Je ne parle pas ici des choix esthétiques. Je parle de réactions politiques.
On peut bien remettre en question le programme. On peut se demander ce que les organisateurs du 400e vont léguer, culturellement parlant, une fois le ménage terminé. Quel sens auront eu ces célébrations ? Et les artistes de Québec, au fait, à part Robert Lepage ? Aurait-on pu commander davantage d’œuvres ?
Questions parfaitement légitimes, qui agitent artistes et médias. O.K. On comprend aussi René Angelil, qui a cru voir Céline Dion passer en deuxième place. Comme on devine que l’aspect récréotouristique, léger, de certains soirs de fête rebute quelques esprits graves.
Mais s’agissant des députés péquistes signataires de la pétition de protestation dont McCartney était le prétexte, on réalise que le seul vrai problème, en vérité, c’est la présence d’un artiste anglais. C’est tellement épidermique qu’on en a oublié qui il est.

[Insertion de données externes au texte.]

//! Common test utilities for building graph definitions.
use seiri::prelude::*;

/// Creates the canonical event graph used across the layout tests.
///
/// `E -> A -> B` along execution links, with the pure node `P` feeding `A.Target`.
/// Every node starts at a scrambled position.
#[allow(dead_code)]
pub fn create_event_graph() -> GraphDefinition {
    let mut graph = GraphDefinition::new("EventGraph")
        .with_node(
            NodeDefinition::new("E", "event")
                .at(500, 300)
                .with_pin(PinDefinition::exec_output("then")),
        )
        .with_node(
            NodeDefinition::new("A", "callFunction")
                .at(20, 40)
                .with_exec_flow()
                .with_pin(PinDefinition::data_input("Target")),
        )
        .with_node(
            NodeDefinition::new("B", "callFunction")
                .at(-100, 900)
                .with_exec_flow(),
        )
        .with_node(
            NodeDefinition::new("P", "variableGet")
                .at(700, 700)
                .with_pin(PinDefinition::data_output("Value")),
        );
    graph.link(("E", "then"), ("A", "exec"));
    graph.link(("A", "then"), ("B", "exec"));
    graph.link(("P", "Value"), ("A", "Target"));
    graph
}

/// Two execution nodes with no entry point among them: each one loops back into
/// itself, so both have an incoming execution link.
///
/// `Left` sits at x=10 (y=300), `Right` at x=50 (y=100).
#[allow(dead_code)]
pub fn create_fragment_graph() -> GraphDefinition {
    let mut graph = GraphDefinition::new("Fragments")
        .with_node(
            NodeDefinition::new("Left", "callFunction")
                .at(10, 300)
                .with_exec_flow(),
        )
        .with_node(
            NodeDefinition::new("Right", "callFunction")
                .at(50, 100)
                .with_exec_flow(),
        );
    graph.link(("Left", "then"), ("Left", "exec"));
    graph.link(("Right", "then"), ("Right", "exec"));
    graph
}

/// An event that branches into `A` and `B`, both of which flow into `C`.
///
/// `A` starts below `B`, so a stable layout puts `B` on top.
#[allow(dead_code)]
pub fn create_branching_graph() -> GraphDefinition {
    let mut graph = GraphDefinition::new("Branching")
        .with_node(
            NodeDefinition::new("Start", "event")
                .with_pin(PinDefinition::exec_output("then_0"))
                .with_pin(PinDefinition::exec_output("then_1")),
        )
        .with_node(NodeDefinition::new("A", "callFunction").at(0, 500).with_exec_flow())
        .with_node(NodeDefinition::new("B", "callFunction").at(0, 100).with_exec_flow())
        .with_node(NodeDefinition::new("C", "callFunction").at(0, 0).with_exec_flow());
    graph.link(("Start", "then_0"), ("A", "exec"));
    graph.link(("Start", "then_1"), ("B", "exec"));
    graph.link(("A", "then"), ("C", "exec"));
    graph.link(("B", "then"), ("C", "exec"));
    graph
}

/// One event-driven call node with `count` pure getters all feeding it.
#[allow(dead_code)]
pub fn create_shared_consumer_graph(count: usize) -> GraphDefinition {
    let mut consumer = NodeDefinition::new("Call", "callFunction").with_exec_flow();
    for i in 0..count {
        consumer = consumer.with_pin(PinDefinition::data_input(format!("In{}", i)));
    }

    let mut graph = GraphDefinition::new("Shared")
        .with_node(
            NodeDefinition::new("Event", "event").with_pin(PinDefinition::exec_output("then")),
        )
        .with_node(consumer);
    graph.link(("Event", "then"), ("Call", "exec"));

    for i in 0..count {
        let id = format!("Get{}", i);
        graph.nodes.push(
            NodeDefinition::new(&id, "variableGet").with_pin(PinDefinition::data_output("Value")),
        );
        graph.link((id.as_str(), "Value"), ("Call", format!("In{}", i).as_str()));
    }
    graph
}

/// Wraps graphs into a blueprint and a store, the way the command layer sees them.
#[allow(dead_code)]
pub fn create_store(
    blueprint_name: &str,
    ubergraph_pages: Vec<GraphDefinition>,
    function_graphs: Vec<GraphDefinition>,
) -> GraphStore {
    let mut store = GraphStore::new();
    store.insert(BlueprintDocument {
        name: blueprint_name.to_string(),
        ubergraph_pages,
        function_graphs,
    });
    store
}

/// Renames a graph, keeping its nodes.
#[allow(dead_code)]
pub fn renamed(mut graph: GraphDefinition, name: &str) -> GraphDefinition {
    graph.name = name.to_string();
    graph
}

Pauline Marois les a rappelés à l’ordre. Tant mieux. Mais je m’inquiète pour elle. J’ai lu cet après-midi dans des feuilles de thé anglais qu’ils lui feront ce qu’ils ont fait à Lucien Bouchard ou Pierre Marc Johnson, ignominieusement hués par leur parti, presque à René Lévesque… Elle sera honnie autant qu’André Boisclair – un qui n’a pas ces vieux complexes, ni face aux « Anglais », ni face aux « Autres » …
Autre question quiz : une célébration doit-elle être uniquement celle des commencements ?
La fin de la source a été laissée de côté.